Battle against fatphobia
Aarti and her friends in the bikini-clad photo that was taken down by Instagram.

Fashion blogger Aarti Olivia Dubey is a self-made woman who can teach us all a thing or two when it comes to standing up for what is right.

As a plus-size blogger, she is also used to fighting her way through. “There is still quite a lot of disregard for us, especially in Asia. We’re not invited to fashion weeks or given opportunities or platforms to speak about our body of work. It is somewhat upsetting to be ignored repeatedly or disrespected, as if plus-size people cannot be as fashionable,” she says.

Her latest struggle, one she didn’t back down from, was with Instagram that took down her bikini-clad photos. Aarti, a first generation Singaporean-Indian with roots from Lucknow and Gorakhpur, recently became the first plus-size person to have ever written an article in a fashion magazine in Singapore. Excited to be a part of such an incredible journey, Aarti shared behind-the-scenes photos from the shoot on Instagram, which saw two other women and her in bikinis. While there was nothing obscene or sleazy about the images, they were taken down few hours after she posted them without any explanation.

“How is this image being hateful, hurtful, abusive, trolling or obscene? Do three fat girls in swimsuits equate to gore, porn, racism, sexism? Or is it that people only want to see slim girls in swimsuits?” wrote the exasperated blogger.

The article was about how Aarti came to feel comfortable in swimwear as a plus-sized person, and the challenges she overcame to get there. “Fatphobic trolls were displeased and they reported a behind-the-scenes happy image of me and my two girlfriends,” said Aarti, who is also part of a worldwide campaign called We Can! that speaks up for violence against women, and how body shaming is inherently a form of emotional and psychological abuse.

“I was happy to see a fashion magazine pay attention to plus-size people, but I didn’t expect the magnitude of the hatred. When a post of mine from a behind the scenes look at the photoshoot was removed, I was exasperated. The post in question did not violate any of the community guidelines and that got me really angry, especially because this is not the first time the image of a plus-sized person has been wrongfully removed, be it on Facebook or Instagram.”

Aarti continued to protest online for two weeks, until she received an email from Instagram apologising for the action. The email read: “A member of our team accidentally removed something you posted on Instagram.

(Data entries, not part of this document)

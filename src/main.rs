use std::io::{self, BufRead, Write};
use std::path::PathBuf;

use clap::Parser;
use tabdb::{Catalog, Interpreter};
use tracing::info;
use tracing_subscriber::EnvFilter;

/// Runs commands against a directory of tab-separated databases.
#[derive(Parser, Debug)]
#[command(version, about, long_about = None)]
struct Args {
    /// Directory holding one sub-directory per database.
    #[arg(long, env = "TABDB_DATA_DIR", default_value = "databases")]
    data_dir: PathBuf,

    /// Run a single command, print its response and exit.
    #[arg(short, long)]
    command: Option<String>,
}

fn main() -> tabdb::Result<()> {
    let args = Args::parse();

    tracing_subscriber::fmt()
        .with_env_filter(EnvFilter::try_from_default_env().unwrap_or_else(|_| EnvFilter::new("warn")))
        .with_writer(io::stderr)
        .init();

    std::fs::create_dir_all(&args.data_dir)?;
    info!("Using data directory {:?}", args.data_dir);
    let mut interpreter = Interpreter::new(Catalog::new(&args.data_dir));

    match args.command {
        Some(command) => println!("{}", interpreter.handle(&command)),
        None => repl(&mut interpreter)?,
    }

    interpreter.shutdown()
}

/// Reads commands from stdin until `.exit`, `.quit` or end of input.
/// A command may span several lines and ends at a line ending with `;`.
fn repl(interpreter: &mut Interpreter) -> io::Result<()> {
    println!("tabdb (type '.exit' or '.quit' to stop)");
    let stdin = io::stdin();
    let mut lines = stdin.lock().lines();
    let mut buffer = String::new();

    loop {
        if buffer.is_empty() {
            print!("tabdb> ");
        } else {
            print!("...    ");
        }
        io::stdout().flush()?;

        let Some(line) = lines.next() else {
            break;
        };
        let line = line?;
        let trimmed = line.trim();

        if buffer.is_empty() && (trimmed == ".exit" || trimmed == ".quit") {
            break;
        }
        if trimmed.is_empty() && buffer.is_empty() {
            continue;
        }

        buffer.push_str(&line);
        if trimmed.ends_with(';') {
            let command = std::mem::take(&mut buffer);
            println!("{}", interpreter.handle(&command));
        } else {
            buffer.push('\n');
        }
    }

    Ok(())
}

This was a mistake and we sincerely apologise. We have since restored the content and you should now be able to see it.”


Aarti Olivia Dubey

Aarti uploaded the email and wrote: “Check your latent fatphobia. Check your guidelines and policies. Take better care of the people who use your services. Fat, brown, LGBT, disabled and many other intersections deserve RESPECT and not to be trolled by anonymous private accounts with no life.”

Founder of the blog, “Curves Become Her”, Aarti admits how it’s always a challenge to penetrate the fashion world as a plus-size blogger but she still doesn’t mind “existing as a fat Indian girl in a stereotypically skinny Asian world”.


Aarti protested online for two weeks, until she received an email from Instagram apologising for the action, where they call it an “accident” and a “mistake”

“Fashion has always been of great interest to me, but more importantly, I created this blog to embrace body positivity and intersectional feminism while having fun with fashion,” she says. With her family as her backbone and her husband of nine years, Suresh, who is from South India, to rely on, Aarti says, “I hope to see a more diverse set of bloggers from India, having fun with fashion as plus-size bloggers.”